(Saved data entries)
__________
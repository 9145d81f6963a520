//! The operation pipeline shared by every client call.
//!
//! Each operation runs the same steps: validate the cache name, prepare the
//! wire request, dispatch it under the fixed deadline, and construct the typed
//! result. Failures at any step are translated exactly once. There is no
//! retry.

use std::future::Future;
use std::time::Duration;
use tokio::time::Instant;
use tonic::{Code, Status};
use tracing::debug;

use crate::convert::{Failure, translate};
use crate::validation::validate_cache_name;
use crate::Result;

/// Runs operations under a fixed per-request deadline.
#[derive(Debug, Clone, Copy)]
pub struct Executor {
    deadline: Duration,
}

impl Executor {
    pub fn new(deadline: Duration) -> Self {
        Self { deadline }
    }

    pub fn deadline(&self) -> Duration {
        self.deadline
    }

    /// Run an operation against a named cache.
    ///
    /// The dispatcher receives the request and the deadline, and must issue
    /// exactly one call.
    pub async fn execute<Req, Resp, T, P, D, Fut, C>(
        &self,
        cache_name: &str,
        operation: &'static str,
        prepare: P,
        dispatch: D,
        construct: C,
    ) -> Result<T>
    where
        Req: Clone,
        P: FnOnce() -> Result<Req>,
        D: FnOnce(Req, Duration) -> Fut,
        Fut: Future<Output = std::result::Result<Resp, Status>>,
        C: FnOnce(Req, Resp) -> Result<T>,
    {
        validate_cache_name(cache_name).map_err(|e| translate(operation, e.into()))?;
        self.execute_unscoped(operation, prepare, dispatch, construct)
            .await
    }

    /// Run an operation that does not target a cache.
    pub async fn execute_unscoped<Req, Resp, T, P, D, Fut, C>(
        &self,
        operation: &'static str,
        prepare: P,
        dispatch: D,
        construct: C,
    ) -> Result<T>
    where
        Req: Clone,
        P: FnOnce() -> Result<Req>,
        D: FnOnce(Req, Duration) -> Fut,
        Fut: Future<Output = std::result::Result<Resp, Status>>,
        C: FnOnce(Req, Resp) -> Result<T>,
    {
        self.attempt(operation, prepare, dispatch, construct)
            .await
            .map_err(|failure| translate(operation, failure))
    }

    /// Run the pipeline without translating the failure.
    ///
    /// Nothing is logged on failure; callers that combine several attempts
    /// translate the combined outcome once.
    pub async fn attempt<Req, Resp, T, P, D, Fut, C>(
        &self,
        operation: &'static str,
        prepare: P,
        dispatch: D,
        construct: C,
    ) -> std::result::Result<T, Failure>
    where
        Req: Clone,
        P: FnOnce() -> Result<Req>,
        D: FnOnce(Req, Duration) -> Fut,
        Fut: Future<Output = std::result::Result<Resp, Status>>,
        C: FnOnce(Req, Resp) -> Result<T>,
    {
        let request = prepare()?;
        debug!(operation, "Dispatching request");
        let response = with_deadline(self.deadline, dispatch(request.clone(), self.deadline)).await?;
        Ok(construct(request, response)?)
    }

    /// Blocking form of [`execute`](Self::execute).
    ///
    /// The dispatcher must give up once the deadline passes, reporting
    /// [`Failure::DeadlineElapsed`].
    pub fn execute_blocking<Req, Resp, T, P, D, C>(
        &self,
        cache_name: &str,
        operation: &'static str,
        prepare: P,
        dispatch: D,
        construct: C,
    ) -> Result<T>
    where
        Req: Clone,
        P: FnOnce() -> Result<Req>,
        D: FnOnce(Req, Duration) -> std::result::Result<Resp, Failure>,
        C: FnOnce(Req, Resp) -> Result<T>,
    {
        validate_cache_name(cache_name).map_err(|e| translate(operation, e.into()))?;
        self.execute_blocking_unscoped(operation, prepare, dispatch, construct)
    }

    /// Blocking form of [`execute_unscoped`](Self::execute_unscoped).
    pub fn execute_blocking_unscoped<Req, Resp, T, P, D, C>(
        &self,
        operation: &'static str,
        prepare: P,
        dispatch: D,
        construct: C,
    ) -> Result<T>
    where
        Req: Clone,
        P: FnOnce() -> Result<Req>,
        D: FnOnce(Req, Duration) -> std::result::Result<Resp, Failure>,
        C: FnOnce(Req, Resp) -> Result<T>,
    {
        self.attempt_blocking(operation, prepare, dispatch, construct)
            .map_err(|failure| translate(operation, failure))
    }

    /// Blocking form of [`attempt`](Self::attempt).
    pub fn attempt_blocking<Req, Resp, T, P, D, C>(
        &self,
        operation: &'static str,
        prepare: P,
        dispatch: D,
        construct: C,
    ) -> std::result::Result<T, Failure>
    where
        Req: Clone,
        P: FnOnce() -> Result<Req>,
        D: FnOnce(Req, Duration) -> std::result::Result<Resp, Failure>,
        C: FnOnce(Req, Resp) -> Result<T>,
    {
        let request = prepare()?;
        debug!(operation, "Dispatching request");
        let response = dispatch(request.clone(), self.deadline)?;
        Ok(construct(request, response)?)
    }
}

/// Await a dispatched call, giving up once the deadline passes.
pub(crate) async fn with_deadline<Resp, F>(
    deadline: Duration,
    call: F,
) -> std::result::Result<Resp, Failure>
where
    F: Future<Output = std::result::Result<Resp, Status>>,
{
    let started = Instant::now();
    match tokio::time::timeout(deadline, call).await {
        Ok(Ok(response)) => Ok(response),
        // The channel enforces the same deadline and may give up first.
        Ok(Err(status)) if status.code() == Code::Cancelled && started.elapsed() >= deadline => {
            Err(Failure::DeadlineElapsed(deadline))
        }
        Ok(Err(status)) => Err(Failure::Status(status)),
        Err(_) => Err(Failure::DeadlineElapsed(deadline)),
    }
}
__________
● **WHAT TO DO**: Transcribe the entries exactly, and make each line match the original.

● **REPLY**:
repository 9145d81f6963a520
//! The operation pipeline shared by every client call.
//!
//! Each operation runs the same steps: validate the cache name, prepare the
//! wire request, dispatch it under the fixed deadline, and construct the typed
//! result. Failures at any step are translated exactly once. There is no
//! retry.

use std::future::Future;
use std::time::Duration;
use tokio::time::Instant;
use tonic::{Code, Status};
use tracing::debug;

use crate::convert::{Failure, translate};
use crate::validation::validate_cache_name;
use crate::Result;

/// Runs operations under a fixed per-request deadline.
#[derive(Debug, Clone, Copy)]
pub struct Executor {
    deadline: Duration,
}

impl Executor {
    pub fn new(deadline: Duration) -> Self {
        Self { deadline }
    }

    pub fn deadline(&self) -> Duration {
        self.deadline
    }

    /// Run an operation against a named cache.
    ///
    /// The dispatcher receives the request and the deadline, and must issue
    /// exactly one call.
    pub async fn execute<Req, Resp, T, P, D, Fut, C>(
        &self,
        cache_name: &str,
        operation: &'static str,
        prepare: P,
        dispatch: D,
        construct: C,
    ) -> Result<T>
    where
        Req: Clone,
        P: FnOnce() -> Result<Req>,
        D: FnOnce(Req, Duration) -> Fut,
        Fut: Future<Output = std::result::Result<Resp, Status>>,
        C: FnOnce(Req, Resp) -> Result<T>,
    {
        validate_cache_name(cache_name).map_err(|e| translate(operation, e.into()))?;
        self.execute_unscoped(operation, prepare, dispatch, construct)
            .await
    }

    /// Run an operation that does not target a cache.
    pub async fn execute_unscoped<Req, Resp, T, P, D, Fut, C>(
        &self,
        operation: &'static str,
        prepare: P,
        dispatch: D,
        construct: C,
    ) -> Result<T>
    where
        Req: Clone,
        P: FnOnce() -> Result<Req>,
        D: FnOnce(Req, Duration) -> Fut,
        Fut: Future<Output = std::result::Result<Resp, Status>>,
        C: FnOnce(Req, Resp) -> Result<T>,
    {
        self.attempt(operation, prepare, dispatch, construct)
            .await
            .map_err(|failure| translate(operation, failure))
    }

    /// Run the pipeline without translating the failure.
    ///
    /// Nothing is logged on failure; callers that combine several attempts
    /// translate the combined outcome once.
    pub async fn attempt<Req, Resp, T, P, D, Fut, C>(
        &self,
        operation: &'static str,
        prepare: P,
        dispatch: D,
        construct: C,
    ) -> std::result::Result<T, Failure>
    where
        Req: Clone,
        P: FnOnce() -> Result<Req>,
        D: FnOnce(Req, Duration) -> Fut,
        Fut: Future<Output = std::result::Result<Resp, Status>>,
        C: FnOnce(Req, Resp) -> Result<T>,
    {
        let request = prepare()?;
        debug!(operation, "Dispatching request");
        let response = with_deadline(self.deadline, dispatch(request.clone(), self.deadline)).await?;
        Ok(construct(request, response)?)
    }

    /// Blocking form of [`execute`](Self::execute).
    ///
    /// The dispatcher must give up once the deadline passes, reporting
    /// [`Failure::DeadlineElapsed`].
    pub fn execute_blocking<Req, Resp, T, P, D, C>(
        &self,
        cache_name: &str,
        operation: &'static str,
        prepare: P,
        dispatch: D,
        construct: C,
    ) -> Result<T>
    where
        Req: Clone,
        P: FnOnce() -> Result<Req>,
        D: FnOnce(Req, Duration) -> std::result::Result<Resp, Failure>,
        C: FnOnce(Req, Resp) -> Result<T>,
    {
        validate_cache_name(cache_name).map_err(|e| translate(operation, e.into()))?;
        self.execute_blocking_unscoped(operation, prepare, dispatch, construct)
    }

    /// Blocking form of [`execute_unscoped`](Self::execute_unscoped).
    pub fn execute_blocking_unscoped<Req, Resp, T, P, D, C>(
        &self,
        operation: &'static str,
        prepare: P,
        dispatch: D,
        construct: C,
    ) -> Result<T>
    where
        Req: Clone,
        P: FnOnce() -> Result<Req>,
        D: FnOnce(Req, Duration) -> std::result::Result<Resp, Failure>,
        C: FnOnce(Req, Resp) -> Result<T>,
    {
        self.attempt_blocking(operation, prepare, dispatch, construct)
            .map_err(|failure| translate(operation, failure))
    }

    /// Blocking form of [`attempt`](Self::attempt).
    pub fn attempt_blocking<Req, Resp, T, P, D, C>(
        &self,
        operation: &'static str,
        prepare: P,
        dispatch: D,
        construct: C,
    ) -> std::result::Result<T, Failure>
    where
        Req: Clone,
        P: FnOnce() -> Result<Req>,
        D: FnOnce(Req, Duration) -> std::result::Result<Resp, Failure>,
        C: FnOnce(Req, Resp) -> Result<T>,
    {
        let request = prepare()?;
        debug!(operation, "Dispatching request");
        let response = dispatch(request.clone(), self.deadline)?;
        Ok(construct(request, response)?)
    }
}

/// Await a dispatched call, giving up once the deadline passes.
pub(crate) async fn with_deadline<Resp, F>(
    deadline: Duration,
    call: F,
) -> std::result::Result<Resp, Failure>
where
    F: Future<Output = std::result::Result<Resp, Status>>,
{
    let started = Instant::now();
    match tokio::time::timeout(deadline, call).await {
        Ok(Ok(response)) => Ok(response),
        // The channel enforces the same deadline and may give up first.
        Ok(Err(status)) if status.code() == Code::Cancelled && started.elapsed() >= deadline => {
            Err(Failure::DeadlineElapsed(deadline))
        }
        Ok(Err(status)) => Err(Failure::Status(status)),
        Err(_) => Err(Failure::DeadlineElapsed(deadline)),
    }
}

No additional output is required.